▸ **TASK STATEMENT**:
Write out all of the lines below, exactly and completely.

▸ **DATASET EXTRACT**:
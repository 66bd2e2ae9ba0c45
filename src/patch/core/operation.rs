use serde::{Deserialize, Serialize};
use std::fmt;
use std::str::FromStr;

use super::value::PatchValue;

// ============================================================================
// Patch Operations
// ============================================================================

#[derive(Debug, Clone, Copy, PartialEq, Eq, Hash)]
pub enum OperationKind {
    Add,
    Remove,
    Replace,
    Move,
    Copy,
    Test,
}

impl OperationKind {
    pub fn as_str(&self) -> &'static str {
        match self {
            OperationKind::Add => "add",
            OperationKind::Remove => "remove",
            OperationKind::Replace => "replace",
            OperationKind::Move => "move",
            OperationKind::Copy => "copy",
            OperationKind::Test => "test",
        }
    }

    pub fn requires_from(&self) -> bool {
        matches!(self, OperationKind::Move | OperationKind::Copy)
    }

    pub fn requires_value(&self) -> bool {
        matches!(
            self,
            OperationKind::Add | OperationKind::Replace | OperationKind::Test
        )
    }
}

impl fmt::Display for OperationKind {
    fn fmt(&self, f: &mut fmt::Formatter<'_>) -> fmt::Result {
        f.write_str(self.as_str())
    }
}

#[derive(Debug, Clone, PartialEq, Eq, thiserror::Error)]
#[error("unknown operation kind: {0:?}")]
pub struct UnknownOperationKind(pub String);

impl FromStr for OperationKind {
    type Err = UnknownOperationKind;

    fn from_str(s: &str) -> Result<Self, Self::Err> {
        match s.to_ascii_lowercase().as_str() {
            "add" => Ok(OperationKind::Add),
            "remove" => Ok(OperationKind::Remove),
            "replace" => Ok(OperationKind::Replace),
            "move" => Ok(OperationKind::Move),
            "copy" => Ok(OperationKind::Copy),
            "test" => Ok(OperationKind::Test),
            _ => Err(UnknownOperationKind(s.to_string())),
        }
    }
}

/// One operation as it appears in the inbound document.
///
/// `op` stays a plain string so that an unknown kind is reported by the
/// engine against the operation that carries it.
#[derive(Debug, Clone, PartialEq, Serialize, Deserialize)]
pub struct OperationRecord {
    pub op: String,
    pub path: String,
    #[serde(default, skip_serializing_if = "Option::is_none")]
    pub from: Option<String>,
    #[serde(
        default,
        deserialize_with = "deserialize_present",
        skip_serializing_if = "Option::is_none"
    )]
    pub value: Option<PatchValue>,
}

// A present `"value": null` must stay distinguishable from a missing value
fn deserialize_present<'de, D>(deserializer: D) -> Result<Option<PatchValue>, D::Error>
where
    D: serde::Deserializer<'de>,
{
    let raw = serde_json::Value::deserialize(deserializer)?;
    Ok(Some(PatchValue::from(raw)))
}

impl OperationRecord {
    pub fn new(op: impl Into<String>, path: impl Into<String>) -> Self {
        Self {
            op: op.into(),
            path: path.into(),
            from: None,
            value: None,
        }
    }

    pub fn add(path: impl Into<String>, value: impl Into<PatchValue>) -> Self {
        Self::new("add", path).with_value(value)
    }

    pub fn remove(path: impl Into<String>) -> Self {
        Self::new("remove", path)
    }

    pub fn replace(path: impl Into<String>, value: impl Into<PatchValue>) -> Self {
        Self::new("replace", path).with_value(value)
    }

    pub fn move_from(from: impl Into<String>, path: impl Into<String>) -> Self {
        Self::new("move", path).with_from(from)
    }

    pub fn copy_from(from: impl Into<String>, path: impl Into<String>) -> Self {
        Self::new("copy", path).with_from(from)
    }

    pub fn test(path: impl Into<String>, value: impl Into<PatchValue>) -> Self {
        Self::new("test", path).with_value(value)
    }

    pub fn with_value(mut self, value: impl Into<PatchValue>) -> Self {
        self.value = Some(value.into());
        self
    }

    pub fn with_from(mut self, from: impl Into<String>) -> Self {
        self.from = Some(from.into());
        self
    }
}

/// Ordered list of operations
#[derive(Debug, Clone, Default, PartialEq, Serialize, Deserialize)]
#[serde(transparent)]
pub struct PatchDocument(Vec<OperationRecord>);

impl PatchDocument {
    pub fn new(operations: Vec<OperationRecord>) -> Self {
        Self(operations)
    }

    pub fn from_json(json: &str) -> serde_json::Result<Self> {
        serde_json::from_str(json)
    }

    pub fn operations(&self) -> &[OperationRecord] {
        &self.0
    }

    pub fn len(&self) -> usize {
        self.0.len()
    }

    pub fn is_empty(&self) -> bool {
        self.0.is_empty()
    }
}

impl From<Vec<OperationRecord>> for PatchDocument {
    fn from(operations: Vec<OperationRecord>) -> Self {
        Self(operations)
    }
}

// ============================================================================
// Unit Tests
// ============================================================================

#[cfg(test)]
mod tests {
    use super::*;

    #[test]
    fn test_parse_operation_kinds() {
        assert_eq!("add".parse::<OperationKind>().unwrap(), OperationKind::Add);
        assert_eq!("Replace".parse::<OperationKind>().unwrap(), OperationKind::Replace);
        assert!("merge".parse::<OperationKind>().is_err());
    }

    #[test]
    fn test_document_from_json() {
        let doc = PatchDocument::from_json(
            r#"[
                {"op": "replace", "path": "/address/street", "value": "New street name"},
                {"op": "add", "path": "/rooms/-", "value": {"name": "Room1", "color": "Red", "area": 12.2}},
                {"op": "move", "from": "/rooms/0", "path": "/rooms/-"},
                {"op": "remove", "path": "/area"}
            ]"#,
        )
        .unwrap();

        assert_eq!(doc.len(), 4);
        let ops = doc.operations();
        assert_eq!(ops[0], OperationRecord::replace("/address/street", "New street name"));
        assert_eq!(ops[2].from.as_deref(), Some("/rooms/0"));
        assert_eq!(ops[3].value, None);
    }

    #[test]
    fn test_explicit_null_value_is_present() {
        let doc = PatchDocument::from_json(
            r#"[{"op": "replace", "path": "/address/flatNumber", "value": null}]"#,
        )
        .unwrap();

        assert_eq!(doc.operations()[0].value, Some(PatchValue::Null));
    }

    #[test]
    fn test_unknown_kind_still_deserializes() {
        let doc = PatchDocument::from_json(r#"[{"op": "merge", "path": "/name"}]"#).unwrap();
        assert_eq!(doc.operations()[0].op, "merge");
    }

    #[test]
    fn test_serialization_skips_absent_fields() {
        let json = serde_json::to_string(&OperationRecord::remove("/area")).unwrap();
        assert_eq!(json, r#"{"op":"remove","path":"/area"}"#);
    }

    #[test]
    fn test_requirements_per_kind() {
        assert!(OperationKind::Move.requires_from());
        assert!(!OperationKind::Add.requires_from());
        assert!(OperationKind::Test.requires_value());
        assert!(!OperationKind::Remove.requires_value());
    }
}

▸ **REPLY**:
repository 66bd2e2ae9ba0c45
filename src/patch/core/operation.rs
use serde::{Deserialize, Serialize};
use std::fmt;
use std::str::FromStr;

use super::value::PatchValue;

// ============================================================================
// Patch Operations
// ============================================================================

#[derive(Debug, Clone, Copy, PartialEq, Eq, Hash)]
pub enum OperationKind {
    Add,
    Remove,
    Replace,
    Move,
    Copy,
    Test,
}

impl OperationKind {
    pub fn as_str(&self) -> &'static str {
        match self {
            OperationKind::Add => "add",
            OperationKind::Remove => "remove",
            OperationKind::Replace => "replace",
            OperationKind::Move => "move",
            OperationKind::Copy => "copy",
            OperationKind::Test => "test",
        }
    }

    pub fn requires_from(&self) -> bool {
        matches!(self, OperationKind::Move | OperationKind::Copy)
    }

    pub fn requires_value(&self) -> bool {
        matches!(
            self,
            OperationKind::Add | OperationKind::Replace | OperationKind::Test
        )
    }
}

impl fmt::Display for OperationKind {
    fn fmt(&self, f: &mut fmt::Formatter<'_>) -> fmt::Result {
        f.write_str(self.as_str())
    }
}

#[derive(Debug, Clone, PartialEq, Eq, thiserror::Error)]
#[error("unknown operation kind: {0:?}")]
pub struct UnknownOperationKind(pub String);

impl FromStr for OperationKind {
    type Err = UnknownOperationKind;

    fn from_str(s: &str) -> Result<Self, Self::Err> {
        match s.to_ascii_lowercase().as_str() {
            "add" => Ok(OperationKind::Add),
            "remove" => Ok(OperationKind::Remove),
            "replace" => Ok(OperationKind::Replace),
            "move" => Ok(OperationKind::Move),
            "copy" => Ok(OperationKind::Copy),
            "test" => Ok(OperationKind::Test),
            _ => Err(UnknownOperationKind(s.to_string())),
        }
    }
}

/// One operation as it appears in the inbound document.
///
/// `op` stays a plain string so that an unknown kind is reported by the
/// engine against the operation that carries it.
#[derive(Debug, Clone, PartialEq, Serialize, Deserialize)]
pub struct OperationRecord {
    pub op: String,
    pub path: String,
    #[serde(default, skip_serializing_if = "Option::is_none")]
    pub from: Option<String>,
    #[serde(
        default,
        deserialize_with = "deserialize_present",
        skip_serializing_if = "Option::is_none"
    )]
    pub value: Option<PatchValue>,
}

// A present `"value": null` must stay distinguishable from a missing value
fn deserialize_present<'de, D>(deserializer: D) -> Result<Option<PatchValue>, D::Error>
where
    D: serde::Deserializer<'de>,
{
    let raw = serde_json::Value::deserialize(deserializer)?;
    Ok(Some(PatchValue::from(raw)))
}

impl OperationRecord {
    pub fn new(op: impl Into<String>, path: impl Into<String>) -> Self {
        Self {
            op: op.into(),
            path: path.into(),
            from: None,
            value: None,
        }
    }

    pub fn add(path: impl Into<String>, value: impl Into<PatchValue>) -> Self {
        Self::new("add", path).with_value(value)
    }

    pub fn remove(path: impl Into<String>) -> Self {
        Self::new("remove", path)
    }

    pub fn replace(path: impl Into<String>, value: impl Into<PatchValue>) -> Self {
        Self::new("replace", path).with_value(value)
    }

    pub fn move_from(from: impl Into<String>, path: impl Into<String>) -> Self {
        Self::new("move", path).with_from(from)
    }

    pub fn copy_from(from: impl Into<String>, path: impl Into<String>) -> Self {
        Self::new("copy", path).with_from(from)
    }

    pub fn test(path: impl Into<String>, value: impl Into<PatchValue>) -> Self {
        Self::new("test", path).with_value(value)
    }

    pub fn with_value(mut self, value: impl Into<PatchValue>) -> Self {
        self.value = Some(value.into());
        self
    }

    pub fn with_from(mut self, from: impl Into<String>) -> Self {
        self.from = Some(from.into());
        self
    }
}

/// Ordered list of operations
#[derive(Debug, Clone, Default, PartialEq, Serialize, Deserialize)]
#[serde(transparent)]
pub struct PatchDocument(Vec<OperationRecord>);

impl PatchDocument {
    pub fn new(operations: Vec<OperationRecord>) -> Self {
        Self(operations)
    }

    pub fn from_json(json: &str) -> serde_json::Result<Self> {
        serde_json::from_str(json)
    }

    pub fn operations(&self) -> &[OperationRecord] {
        &self.0
    }

    pub fn len(&self) -> usize {
        self.0.len()
    }

    pub fn is_empty(&self) -> bool {
        self.0.is_empty()
    }
}

impl From<Vec<OperationRecord>> for PatchDocument {
    fn from(operations: Vec<OperationRecord>) -> Self {
        Self(operations)
    }
}

// ============================================================================
// Unit Tests
// ============================================================================

#[cfg(test)]
mod tests {
    use super::*;

    #[test]
    fn test_parse_operation_kinds() {
        assert_eq!("add".parse::<OperationKind>().unwrap(), OperationKind::Add);
        assert_eq!("Replace".parse::<OperationKind>().unwrap(), OperationKind::Replace);
        assert!("merge".parse::<OperationKind>().is_err());
    }

    #[test]
    fn test_document_from_json() {
        let doc = PatchDocument::from_json(
            r#"[
                {"op": "replace", "path": "/address/street", "value": "New street name"},
                {"op": "add", "path": "/rooms/-", "value": {"name": "Room1", "color": "Red", "area": 12.2}},
                {"op": "move", "from": "/rooms/0", "path": "/rooms/-"},
                {"op": "remove", "path": "/area"}
            ]"#,
        )
        .unwrap();

        assert_eq!(doc.len(), 4);
        let ops = doc.operations();
        assert_eq!(ops[0], OperationRecord::replace("/address/street", "New street name"));
        assert_eq!(ops[2].from.as_deref(), Some("/rooms/0"));
        assert_eq!(ops[3].value, None);
    }

    #[test]
    fn test_explicit_null_value_is_present() {
        let doc = PatchDocument::from_json(
            r#"[{"op": "replace", "path": "/address/flatNumber", "value": null}]"#,
        )
        .unwrap();

        assert_eq!(doc.operations()[0].value, Some(PatchValue::Null));
    }

    #[test]
    fn test_unknown_kind_still_deserializes() {
        let doc = PatchDocument::from_json(r#"[{"op": "merge", "path": "/name"}]"#).unwrap();
        assert_eq!(doc.operations()[0].op, "merge");
    }

    #[test]
    fn test_serialization_skips_absent_fields() {
        let json = serde_json::to_string(&OperationRecord::remove("/area")).unwrap();
        assert_eq!(json, r#"{"op":"remove","path":"/area"}"#);
    }

    #[test]
    fn test_requirements_per_kind() {
        assert!(OperationKind::Move.requires_from());
        assert!(!OperationKind::Add.requires_from());
        assert!(OperationKind::Test.requires_value());
        assert!(!OperationKind::Remove.requires_value());
    }
}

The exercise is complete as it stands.